BioDivErSI mira a realizzare una strumentazione prototipo versatile, che usi una sorgente a “electrospray ionization”, ESI, connessa ad uno strumento per spettrometria di massa [2] e altre fonti di ionizzazione per 1) una efficiente selezione delle molecole delle specie biologiche presenti nel campione in analisi e 2) una loro caratterizzazione in termini di m/z. Questa analisi, combinata con predizioni di DM e ML, permetterà di risalire alla composizione della sequenza nucleotidica del miRNA e alla struttura secondaria che assume durante l’interazione con le molecole target. L’obiettivo verrà perseguito con la costruzione, caratterizzazione e ottimizzazione di uno strumento
prototipo attraverso fasi successive, ciascuna con propri obiettivi e risultati, che permetteranno di valutare lo stato di avanzamento del progetto e hanno di per sé una propria valenza scientifica.
Essendo i miRNA i biomarker rilevanti nel progetto, la loro identificazione rappresenterà il “fil rouge” per lo sviluppo del medesimo attraverso l’analisi di sequenze modello, la costruzione di un data-base e l’analisi computazionale e sperimentale dei complessi miRNA-molecola target.
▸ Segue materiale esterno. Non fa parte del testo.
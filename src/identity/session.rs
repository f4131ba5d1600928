use serde::Serialize;

use super::role::Role;
use super::user::User;

#[derive(Debug, Clone, Copy, PartialEq, Eq, Serialize)]
#[serde(rename_all = "snake_case")]
pub enum SessionStatus {
    Initializing,
    Authenticated,
    Unauthenticated,
}

/// Who is logged in right now.
///
/// Constructed only through the lifecycle constructors below so that `user` is present
/// exactly when the status is `Authenticated`.
#[derive(Debug, Clone, PartialEq, Eq, Serialize)]
pub struct Session {
    status: SessionStatus,
    user: Option<User>,
    is_demo_mode: bool,
}

impl Session {
    pub fn initializing(demo_mode: bool) -> Self {
        Session { status: SessionStatus::Initializing, user: None, is_demo_mode: demo_mode }
    }

    /// `demo_mode` is the client-wide switch; a demo account turns it on for this session too.
    pub fn authenticated(user: User, demo_mode: bool) -> Self {
        let is_demo_mode = demo_mode || user.is_demo_account();
        Session { status: SessionStatus::Authenticated, user: Some(user), is_demo_mode }
    }

    pub fn unauthenticated(demo_mode: bool) -> Self {
        Session { status: SessionStatus::Unauthenticated, user: None, is_demo_mode: demo_mode }
    }

    pub fn status(&self) -> SessionStatus { self.status }

    pub fn user(&self) -> Option<&User> { self.user.as_ref() }

    pub fn is_demo_mode(&self) -> bool { self.is_demo_mode }

    pub fn is_authenticated(&self) -> bool { self.status == SessionStatus::Authenticated }

    pub fn effective_role(&self) -> Option<Role> { effective_role(self) }

    /// Unauthenticated demo sessions browse protected screens as the demo role. Public
    /// pages stay reachable for them.
    pub(crate) fn acts_signed_in(&self) -> bool {
        match self.status {
            SessionStatus::Authenticated => true,
            SessionStatus::Unauthenticated => self.is_demo_mode,
            SessionStatus::Initializing => false,
        }
    }

    pub(crate) fn user_mut(&mut self) -> Option<&mut User> { self.user.as_mut() }

    pub(crate) fn recompute_demo(&mut self, demo_mode: bool) {
        if let Some(u) = &self.user {
            self.is_demo_mode = demo_mode || u.is_demo_account();
        }
    }
}

/// Role used for every authorization decision: the demo role for demo sessions,
/// otherwise the user's own role (absent while unresolved).
pub fn effective_role(session: &Session) -> Option<Role> {
    if session.is_demo_mode {
        return Some(Role::GuestDemo);
    }
    session.user.as_ref().and_then(|u| u.role)
}
//! Transport and session store against an in-process HTTP backend that issues an
//! httpOnly session cookie, the way the real API does.

use std::collections::HashMap;
use std::net::TcpListener;
use std::sync::Arc;
use std::time::Duration;

use axum::extract::State;
use axum::http::{HeaderMap, HeaderValue, StatusCode};
use axum::response::{IntoResponse, Response};
use axum::routing::{get, post};
use axum::{Json, Router};
use serde_json::{json, Value};
use tokio::sync::RwLock;
use tokio::task::JoinHandle;

use wardgate::config::ClientConfig;
use wardgate::error::{ErrorKind, DEMO_WRITE_BLOCKED_PHRASE};
use wardgate::identity::{LoginRequest, Role, SessionStatus, SessionStore};
use wardgate::transport::{self, HttpTransport, Method, Transport};

const SESSION_COOKIE: &str = "hms_session";

#[derive(Clone, Default)]
struct Backend {
    /// Session id -> user
    sessions: Arc<RwLock<HashMap<String, Value>>>,
    next_sid: Arc<RwLock<u64>>,
}

fn account(username: &str, password: &str) -> Option<Value> {
    match (username, password) {
        ("grey", "pw") => Some(json!({"id": 1, "name": "Meredith Grey", "role": "doctor"})),
        ("ana", "pw") => Some(json!({"id": 2, "name": "Ana", "role": "receptionist"})),
        ("root", "pw") => Some(json!({"id": 3, "name": "Root", "role": "admin"})),
        ("demo", "demo") => Some(json!({"id": 4, "name": "Demo", "role": "guest_demo", "is_demo": true})),
        _ => None,
    }
}

fn parse_cookie(headers: &HeaderMap, name: &str) -> Option<String> {
    let s = headers.get("cookie")?.to_str().ok()?;
    s.split(';').map(str::trim).find_map(|p| p.strip_prefix(name).and_then(|v| v.strip_prefix('=')).map(str::to_string))
}

async fn current_user(b: &Backend, headers: &HeaderMap) -> Option<Value> {
    let sid = parse_cookie(headers, SESSION_COOKIE)?;
    b.sessions.read().await.get(&sid).cloned()
}

fn unauthorized() -> Response {
    (StatusCode::UNAUTHORIZED, Json(json!({"message": "Not authenticated"}))).into_response()
}

async fn login(State(b): State<Backend>, Json(p): Json<Value>) -> Response {
    let u = p.get("username").and_then(|v| v.as_str()).unwrap_or("");
    let pw = p.get("password").and_then(|v| v.as_str()).unwrap_or("");
    let Some(user) = account(u, pw) else {
        return (StatusCode::UNAUTHORIZED, Json(json!({"success": false, "message": "Invalid credentials"}))).into_response();
    };
    let sid = {
        let mut n = b.next_sid.write().await;
        *n += 1;
        format!("sid{}", *n)
    };
    b.sessions.write().await.insert(sid.clone(), user.clone());
    let mut h = HeaderMap::new();
    h.insert("set-cookie", HeaderValue::from_str(&format!("{}={}; HttpOnly; SameSite=Strict; Path=/", SESSION_COOKIE, sid)).unwrap());
    (StatusCode::OK, h, Json(json!({"success": true, "data": {"user": user}}))).into_response()
}

async fn logout(State(b): State<Backend>, headers: HeaderMap) -> Response {
    if let Some(sid) = parse_cookie(&headers, SESSION_COOKIE) {
        b.sessions.write().await.remove(&sid);
    }
    let mut h = HeaderMap::new();
    h.insert("set-cookie", HeaderValue::from_str(&format!("{}=deleted; Max-Age=0; HttpOnly; Path=/", SESSION_COOKIE)).unwrap());
    (StatusCode::NO_CONTENT, h).into_response()
}

async fn profile(State(b): State<Backend>, headers: HeaderMap) -> Response {
    match current_user(&b, &headers).await {
        Some(user) => Json(json!({"user": user})).into_response(),
        None => unauthorized(),
    }
}

async fn list_patients(State(b): State<Backend>, headers: HeaderMap) -> Response {
    if current_user(&b, &headers).await.is_none() { return unauthorized(); }
    Json(json!({"data": [{"id": 10, "name": "Patient Zero"}]})).into_response()
}

async fn create_patient(State(b): State<Backend>, headers: HeaderMap, Json(_p): Json<Value>) -> Response {
    let Some(user) = current_user(&b, &headers).await else { return unauthorized(); };
    if user.get("role").and_then(|r| r.as_str()) == Some("guest_demo") {
        return (StatusCode::FORBIDDEN, Json(json!({"success": false, "message": DEMO_WRITE_BLOCKED_PHRASE}))).into_response();
    }
    (StatusCode::CREATED, Json(json!({"data": {"id": 11}}))).into_response()
}

async fn list_users(State(b): State<Backend>, headers: HeaderMap) -> Response {
    let Some(user) = current_user(&b, &headers).await else { return unauthorized(); };
    if user.get("role").and_then(|r| r.as_str()) != Some("admin") {
        return (StatusCode::FORBIDDEN, Json(json!({"error": {"message": "Insufficient permissions"}}))).into_response();
    }
    Json(json!([])).into_response()
}

async fn slow() -> Response {
    tokio::time::sleep(Duration::from_millis(500)).await;
    Json(json!({"ok": true})).into_response()
}

async fn broken() -> Response {
    (StatusCode::INTERNAL_SERVER_ERROR, "database connection lost").into_response()
}

// Start the mock API on an ephemeral localhost port. Returns (server task, base url).
async fn start_backend() -> (JoinHandle<()>, String) {
    let listener = tokio::net::TcpListener::bind(("127.0.0.1", 0)).await.expect("bind 127.0.0.1:0");
    let addr = listener.local_addr().unwrap();
    let app = Router::new()
        .route("/api/auth/login", post(login))
        .route("/api/auth/logout", post(logout))
        .route("/api/auth/profile", get(profile))
        .route("/api/patients", get(list_patients).post(create_patient))
        .route("/api/users", get(list_users))
        .route("/api/slow", get(slow))
        .route("/api/broken", get(broken))
        .with_state(Backend::default());
    let handle = tokio::spawn(async move {
        if let Err(e) = axum::serve(listener, app).await {
            eprintln!("mock backend error: {e:?}");
        }
    });
    (handle, format!("http://{}/api", addr))
}

// Abort the server task when the test ends, pass or fail.
struct ServerGuard(JoinHandle<()>);
impl Drop for ServerGuard {
    fn drop(&mut self) { self.0.abort(); }
}

fn transport_for(base: &str, timeout_ms: u64) -> Arc<HttpTransport> {
    let cfg = ClientConfig { api_url: base.to_string(), timeout: Duration::from_millis(timeout_ms), ..Default::default() };
    Arc::new(HttpTransport::new(&cfg).expect("transport"))
}

#[tokio::test(flavor = "multi_thread", worker_threads = 2)]
async fn cookie_session_login_profile_logout() {
    let (srv, base) = start_backend().await;
    let _g = ServerGuard(srv);
    let t = transport_for(&base, 3_000);

    let store = SessionStore::new(t.clone(), false);
    store.initialize().await;
    assert_eq!(store.status(), SessionStatus::Unauthenticated);

    let bad = store.login(&LoginRequest::new("grey", "nope")).await.unwrap_err();
    assert_eq!(bad.kind, ErrorKind::AuthExpired);
    assert_eq!(bad.message, "Invalid credentials");
    assert_eq!(store.status(), SessionStatus::Unauthenticated);

    let user = store.login(&LoginRequest::new("grey", "pw")).await.expect("login");
    assert_eq!(user.role, Some(Role::Doctor));
    assert_eq!(store.status(), SessionStatus::Authenticated);

    // A fresh store on the same client restores the session from the cookie alone.
    let restored = SessionStore::new(t.clone(), false);
    restored.initialize().await;
    assert_eq!(restored.snapshot().user().map(|u| u.id.as_str()), Some("1"));

    let patients: Vec<Value> = transport::get_json(&*t, "/patients").await.expect("patients");
    assert_eq!(patients.len(), 1);

    store.logout().await;
    assert_eq!(store.status(), SessionStatus::Unauthenticated);
    let after = SessionStore::new(t.clone(), false);
    after.initialize().await;
    assert_eq!(after.status(), SessionStatus::Unauthenticated);
}

#[tokio::test(flavor = "multi_thread", worker_threads = 2)]
async fn demo_write_and_forbidden_are_distinguished() {
    let (srv, base) = start_backend().await;
    let _g = ServerGuard(srv);

    let demo_t = transport_for(&base, 3_000);
    let demo = SessionStore::new(demo_t.clone(), false);
    demo.login(&LoginRequest::new("demo", "demo")).await.expect("demo login");
    assert!(demo.snapshot().is_demo_mode());
    let err = demo.request(Method::POST, "/patients", Some(json!({"name": "x"}))).await.unwrap_err();
    assert_eq!(err.kind, ErrorKind::DemoWriteRestricted);
    assert_eq!(err.status, Some(403));
    assert_eq!(demo.status(), SessionStatus::Authenticated);
    assert!(!demo.has_pending_expiry());

    let rec_t = transport_for(&base, 3_000);
    let rec = SessionStore::new(rec_t.clone(), false);
    rec.login(&LoginRequest::new("ana", "pw")).await.expect("receptionist login");
    let err = rec.request(Method::GET, "/users", None).await.unwrap_err();
    assert_eq!(err.kind, ErrorKind::Forbidden);
    assert_eq!(err.message, "Insufficient permissions");
    assert_eq!(rec.status(), SessionStatus::Authenticated);

    let created: Value = transport::post_json(&*rec_t, "/patients", &json!({"name": "y"})).await.expect("create");
    assert_eq!(created, json!({"id": 11}));
}

#[tokio::test(flavor = "multi_thread", worker_threads = 2)]
async fn expired_cookie_is_auth_expired() {
    let (srv, base) = start_backend().await;
    let _g = ServerGuard(srv);
    let t = transport_for(&base, 3_000);
    let err = t.send(Method::GET, "/patients", None).await.unwrap_err();
    assert_eq!(err.kind, ErrorKind::AuthExpired);
    assert_eq!(err.status, Some(401));
}

#[tokio::test(flavor = "multi_thread", worker_threads = 2)]
async fn logout_returns_null_payload_and_server_errors_are_unknown() {
    let (srv, base) = start_backend().await;
    let _g = ServerGuard(srv);
    let t = transport_for(&base, 3_000);
    assert_eq!(t.send(Method::POST, "/auth/logout", None).await.unwrap(), Value::Null);
    let err = t.send(Method::GET, "/broken", None).await.unwrap_err();
    assert_eq!(err.kind, ErrorKind::Unknown);
    assert_eq!(err.status, Some(500));
    assert_eq!(err.message, "database connection lost");
}

#[tokio::test(flavor = "multi_thread", worker_threads = 2)]
async fn timeout_is_network_unavailable() {
    let (srv, base) = start_backend().await;
    let _g = ServerGuard(srv);
    let t = transport_for(&base, 100);
    let err = t.send(Method::GET, "/slow", None).await.unwrap_err();
    assert_eq!(err.kind, ErrorKind::NetworkUnavailable);
    assert_eq!(err.status, None);
}

#[tokio::test]
async fn unreachable_server_is_network_unavailable_and_starts_signed_out() {
    // Reserve an ephemeral port and free it so nothing is listening there.
    let listener = TcpListener::bind(("127.0.0.1", 0)).expect("bind 127.0.0.1:0");
    let port = listener.local_addr().unwrap().port();
    drop(listener);

    let t = transport_for(&format!("http://127.0.0.1:{}/api", port), 1_000);
    let err = t.send(Method::GET, "/auth/profile", None).await.unwrap_err();
    assert_eq!(err.kind, ErrorKind::NetworkUnavailable);
    assert!(err.kind.is_retryable());

    let store = SessionStore::new(t.clone(), false);
    store.initialize().await;
    assert_eq!(store.status(), SessionStatus::Unauthenticated);

    // Logout still clears locally when the server is gone.
    store.logout().await;
    assert_eq!(store.status(), SessionStatus::Unauthenticated);
}
//! In-memory transport with scripted responses, for exercising the session store and
//! navigation without a backend.
//!
//! Test seam only: nothing outside `#[cfg(test)]` code and `tests/` uses it, and the
//! console always wires [`crate::transport::HttpTransport`].

use std::collections::{HashMap, VecDeque};

use futures_util::future::BoxFuture;
use parking_lot::Mutex;
use serde_json::Value;
use tokio::sync::oneshot;

use crate::error::{AppResult, ClassifiedError};
use crate::transport::{Method, Transport};

type Held = (oneshot::Receiver<()>, AppResult<Value>);

#[derive(Default)]
pub struct ScriptedTransport {
    responses: Mutex<HashMap<String, AppResult<Value>>>,
    held: Mutex<HashMap<String, VecDeque<Held>>>,
    calls: Mutex<Vec<(Method, String, Option<Value>)>>,
}

/// Releases one held response when `release` is called or the gate is dropped.
pub struct Gate(Option<oneshot::Sender<()>>);

impl Gate {
    pub fn release(mut self) {
        if let Some(tx) = self.0.take() {
            let _ = tx.send(());
        }
    }
}

impl ScriptedTransport {
    pub fn new() -> Self {
        Self::default()
    }

    /// Response returned for every call to `path` from now on.
    pub fn respond(&self, path: &str, result: AppResult<Value>) {
        self.responses.lock().insert(path.to_string(), result);
    }

    /// Next call to `path` waits for the returned gate, then yields `result`.
    pub fn hold(&self, path: &str, result: AppResult<Value>) -> Gate {
        let (tx, rx) = oneshot::channel();
        self.held.lock().entry(path.to_string()).or_default().push_back((rx, result));
        Gate(Some(tx))
    }

    pub fn calls(&self, path: &str) -> usize {
        self.calls.lock().iter().filter(|(_, p, _)| p == path).count()
    }

    pub fn last_body(&self, path: &str) -> Option<Value> {
        self.calls.lock().iter().rev().find(|(_, p, _)| p == path).and_then(|(_, _, b)| b.clone())
    }
}

impl Transport for ScriptedTransport {
    fn send<'a>(&'a self, method: Method, path: &'a str, body: Option<Value>) -> BoxFuture<'a, AppResult<Value>> {
        self.calls.lock().push((method, path.to_string(), body));
        let held = self.held.lock().get_mut(path).and_then(|q| q.pop_front());
        Box::pin(async move {
            if let Some((rx, result)) = held {
                let _ = rx.await;
                return result;
            }
            self.responses
                .lock()
                .get(path)
                .cloned()
                .unwrap_or_else(|| Err(ClassifiedError::unknown(Some(404), format!("no scripted response for {}", path))))
        })
    }
}
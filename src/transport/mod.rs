//! Transport layer: one HTTP client that carries the session cookie for every call
//! and fails only with a `ClassifiedError`.
//!
//! The cookie itself is opaque. It is set and cleared by the server and stored in the
//! client's cookie jar; nothing here reads or writes it.

pub mod classify;

use anyhow::Context;
use futures_util::future::BoxFuture;
use reqwest::header::{HeaderValue, ACCEPT};
use reqwest::Url;
use serde::de::DeserializeOwned;
use serde::Serialize;
use serde_json::Value;
use tracing::debug;

use crate::config::ClientConfig;
use crate::error::{AppResult, ClassifiedError};

pub use reqwest::Method;

/// Request/response pipeline used by the session store and business calls.
pub trait Transport: Send + Sync {
    /// Send a request and return the unwrapped payload.
    fn send<'a>(&'a self, method: Method, path: &'a str, body: Option<Value>) -> BoxFuture<'a, AppResult<Value>>;
}

#[derive(Clone)]
pub struct HttpTransport {
    base: String,
    client: reqwest::Client,
}

impl HttpTransport {
    pub fn new(cfg: &ClientConfig) -> anyhow::Result<Self> {
        Url::parse(&cfg.api_url).with_context(|| format!("invalid API base URL: {}", cfg.api_url))?;
        let client = reqwest::Client::builder()
            .cookie_store(true)
            .timeout(cfg.timeout)
            .build()
            .context("failed to build HTTP client")?;
        Ok(Self { base: cfg.api_url.trim_end_matches('/').to_string(), client })
    }

    pub fn base(&self) -> &str { &self.base }

    fn url(&self, path: &str) -> String {
        if path.starts_with('/') { format!("{}{}", self.base, path) } else { format!("{}/{}", self.base, path) }
    }

    async fn execute(&self, method: Method, path: &str, body: Option<Value>) -> AppResult<Value> {
        let url = self.url(path);
        let mut req = self
            .client
            .request(method.clone(), &url)
            .header(ACCEPT, HeaderValue::from_static("application/json"));
        if let Some(b) = body.as_ref() {
            req = req.json(b);
        }
        let resp = req.send().await.map_err(|e| classify::send_error(&e))?;
        let status = resp.status();
        let text = resp.text().await.map_err(|e| classify::body_error(status.as_u16(), &e))?;
        debug!(target: "transport", %method, path, status = status.as_u16(), "response");
        if status.is_success() {
            classify::unwrap_payload(&text)
        } else {
            Err(classify::classify_response(status.as_u16(), &text))
        }
    }
}

impl Transport for HttpTransport {
    fn send<'a>(&'a self, method: Method, path: &'a str, body: Option<Value>) -> BoxFuture<'a, AppResult<Value>> {
        Box::pin(async move {
            let out = self.execute(method.clone(), path, body).await;
            if let Err(e) = &out {
                classify::log_failure(&method, path, e);
            }
            out
        })
    }
}

/// Typed call: serialize the body, send, and decode the payload into `R`.
pub async fn call<T, B, R>(transport: &T, method: Method, path: &str, body: Option<&B>) -> AppResult<R>
where
    T: Transport + ?Sized,
    B: Serialize + ?Sized,
    R: DeserializeOwned,
{
    let body = match body {
        Some(b) => Some(
            serde_json::to_value(b).map_err(|e| ClassifiedError::unknown(None, format!("failed to encode request body: {}", e)))?,
        ),
        None => None,
    };
    let payload = transport.send(method.clone(), path, body).await?;
    serde_json::from_value(payload).map_err(|e| {
        let err = ClassifiedError::unknown(None, format!("unexpected response shape from {}: {}", path, e));
        classify::log_failure(&method, path, &err);
        err
    })
}

pub async fn get_json<T: Transport + ?Sized, R: DeserializeOwned>(transport: &T, path: &str) -> AppResult<R> {
    call::<T, Value, R>(transport, Method::GET, path, None).await
}

pub async fn post_json<T, B, R>(transport: &T, path: &str, body: &B) -> AppResult<R>
where
    T: Transport + ?Sized,
    B: Serialize + ?Sized,
    R: DeserializeOwned,
{
    call(transport, Method::POST, path, Some(body)).await
}

pub async fn put_json<T, B, R>(transport: &T, path: &str, body: &B) -> AppResult<R>
where
    T: Transport + ?Sized,
    B: Serialize + ?Sized,
    R: DeserializeOwned,
{
    call(transport, Method::PUT, path, Some(body)).await
}

pub async fn delete<T: Transport + ?Sized>(transport: &T, path: &str) -> AppResult<()> {
    transport.send(Method::DELETE, path, None).await.map(|_| ())
}
//! End-to-end behavior of the four orchestration operations against a
//! misbehaving model provider. The invariant under test throughout: the
//! analytics operations always return fully-formed, range-valid values no
//! matter what the provider does, while the conversational operation fails
//! loudly rather than fabricate a reply.

use serde_json::json;
use wiremock::matchers::{method, path};
use wiremock::{Mock, MockServer, ResponseTemplate};

use solace::config::LlmConfig;
use solace::error::SolaceError;
use solace::llm::LlmProvider;
use solace::support::types::{validate_suggestion_list, SuggestionContext};
use solace::support::{fallback, EmotionAnalyzer, SuggestionEngine, TherapyChat, WeeklySummarizer};

fn mock_llm_config(base_url: &str) -> LlmConfig {
    LlmConfig {
        chat_model: "openai/gpt-4o".to_string(),
        insight_model: "openai/gpt-4o-mini".to_string(),
        api_key: Some("test-key".to_string()),
        base_url: Some(base_url.to_string()),
        timeout_secs: 5,
    }
}

fn completion_body(content: &str) -> serde_json::Value {
    json!({
        "id": "test",
        "object": "chat.completion",
        "created": 1,
        "model": "gpt-4o",
        "choices": [{
            "index": 0,
            "message": {"role": "assistant", "content": content},
            "finish_reason": "stop"
        }],
        "usage": {"prompt_tokens": 1, "completion_tokens": 1, "total_tokens": 2}
    })
}

async fn failing_server() -> MockServer {
    let server = MockServer::start().await;
    Mock::given(method("POST"))
        .and(path("/chat/completions"))
        .respond_with(ResponseTemplate::new(500).set_body_json(json!({
            "error": {"message": "Internal server error"}
        })))
        .mount(&server)
        .await;
    server
}

async fn garbage_server(content: &str) -> MockServer {
    let server = MockServer::start().await;
    Mock::given(method("POST"))
        .and(path("/chat/completions"))
        .respond_with(ResponseTemplate::new(200).set_body_json(completion_body(content)))
        .mount(&server)
        .await;
    server
}

#[tokio::test]
async fn failures_are_asymmetric_chat_loud_analytics_soft() {
    let server = failing_server().await;
    let llm = LlmProvider::new(Some(&mock_llm_config(&server.uri())));

    let chat = TherapyChat::new(llm.clone(), "gpt-4o");
    let analyzer = EmotionAnalyzer::new(llm.clone(), "gpt-4o");
    let suggestions = SuggestionEngine::new(llm.clone(), "gpt-4o-mini");
    let summarizer = WeeklySummarizer::new(llm, "gpt-4o-mini");

    // The conversational path surfaces the failure.
    let reply = chat.reply(&[], "I feel lost").await;
    assert!(matches!(reply, Err(SolaceError::ServiceUnavailable)));

    // The analytics paths absorb the same failure into defaults.
    let analysis = analyzer.analyze("I feel lost").await;
    assert_eq!(analysis, fallback::default_emotion_analysis());

    let context = SuggestionContext {
        emotion: Some("anxious".to_string()),
        ..Default::default()
    };
    let list = suggestions.generate(&context).await;
    assert_eq!(list, fallback::default_suggestions(Some("anxious")));

    let summary = summarizer.summarize(&[4.0, 6.0], &[]).await;
    assert_eq!(summary, fallback::default_weekly_summary());
}

#[tokio::test]
async fn analysis_is_always_fully_formed_and_in_range() {
    // A spread of provider behaviors: prose, truncated JSON, wrong types,
    // out-of-range numbers. Every one must yield a complete, range-valid
    // analysis.
    let replies = [
        "I'm sorry, I can't produce JSON today.",
        r#"{"dominantEmotion":"sad""#,
        r#"{"dominantEmotion":"sad","sentimentScore":"very low","stressLevel":2,"emotions":[],"themes":[],"insights":"x","suggestions":["a","b","c"],"crisisSignals":false}"#,
        r#"{"dominantEmotion":"sad","sentimentScore":-7.0,"stressLevel":2,"emotions":[],"themes":[],"insights":"x","suggestions":["a","b","c"],"crisisSignals":false}"#,
        r#"{"dominantEmotion":"sad","sentimentScore":-0.2,"stressLevel":42,"emotions":[],"themes":[],"insights":"x","suggestions":["a","b","c"],"crisisSignals":false}"#,
    ];

    for reply in replies {
        let server = garbage_server(reply).await;
        let llm = LlmProvider::new(Some(&mock_llm_config(&server.uri())));
        let analyzer = EmotionAnalyzer::new(llm, "gpt-4o");

        let analysis = analyzer.analyze("journal entry").await;

        assert!((-1.0..=1.0).contains(&analysis.sentiment_score));
        assert!(analysis.stress_level <= 10);
        assert!(validate_suggestion_list(&analysis.suggestions).is_ok());
    }
}

#[tokio::test]
async fn suggestions_always_number_three_to_five() {
    let replies = [
        "no list here",
        "[]",
        r#"["one", "two"]"#,
        r#"["a", "b", "c", "d", "e", "f", "g", "h"]"#,
        r#"["fine", "", "also fine"]"#,
        r#"["Take a walk", "Call a friend", "Sleep early", "Hydrate"]"#,
    ];

    for reply in replies {
        let server = garbage_server(reply).await;
        let llm = LlmProvider::new(Some(&mock_llm_config(&server.uri())));
        let engine = SuggestionEngine::new(llm, "gpt-4o-mini");

        let list = engine.generate(&SuggestionContext::default()).await;

        assert!(
            validate_suggestion_list(&list).is_ok(),
            "reply {reply:?} must still produce 3-5 non-empty suggestions, got {list:?}"
        );
    }
}

#[tokio::test]
async fn valid_structured_output_is_used_verbatim() {
    let content = r#"{"dominantEmotion":"stressed","sentimentScore":-0.5,"stressLevel":8,"emotions":["pressure"],"themes":["work"],"insights":"Deadlines are weighing on you.","suggestions":["Plan tomorrow tonight","Take one short walk","Tell someone how you feel"],"crisisSignals":false}"#;
    let server = garbage_server(content).await;
    let llm = LlmProvider::new(Some(&mock_llm_config(&server.uri())));
    let analyzer = EmotionAnalyzer::new(llm, "gpt-4o");

    let analysis = analyzer.analyze("entry").await;

    assert_ne!(analysis, fallback::default_emotion_analysis());
    assert_eq!(analysis.stress_level, 8);
    assert_eq!(analysis.themes, vec!["work".to_string()]);
}

#[tokio::test]
async fn weekly_summary_passes_model_prose_through() {
    let server = garbage_server("A gentler week than the last. Keep tending to your sleep.").await;
    let llm = LlmProvider::new(Some(&mock_llm_config(&server.uri())));
    let summarizer = WeeklySummarizer::new(llm, "gpt-4o-mini");

    let summary = summarizer
        .summarize(&[5.0, 6.0, 7.0], &["sleep".to_string()])
        .await;

    assert_eq!(
        summary,
        "A gentler week than the last. Keep tending to your sleep."
    );
}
Il progetto sarà implementato con quattro workpackage (WP). WP1: Realizzazione ed ottimizzazione del sistema di electrospray ionization accoppiato al sistema di spettroscopia di massa (ESI-MS). WP2: Caratterizzazione dei miRNA via ESI-MS, come biomolecole singole e in complessi con mRNA target. WP3: Studio computazionale della struttura dei miRNA isolati ed in complessi con tecniche di DM e ML. WP4: Validazione della metodologia sviluppata su sistemi prototipo, verifica di un possibile trasferimento del know-how e diffusione dei risultati. Le interazioni tra i WP sono descritte nel diagramma Pert, mentre la programmazione dei WP è presentata nel diagramma di Gantt con le milestone e i deliverable.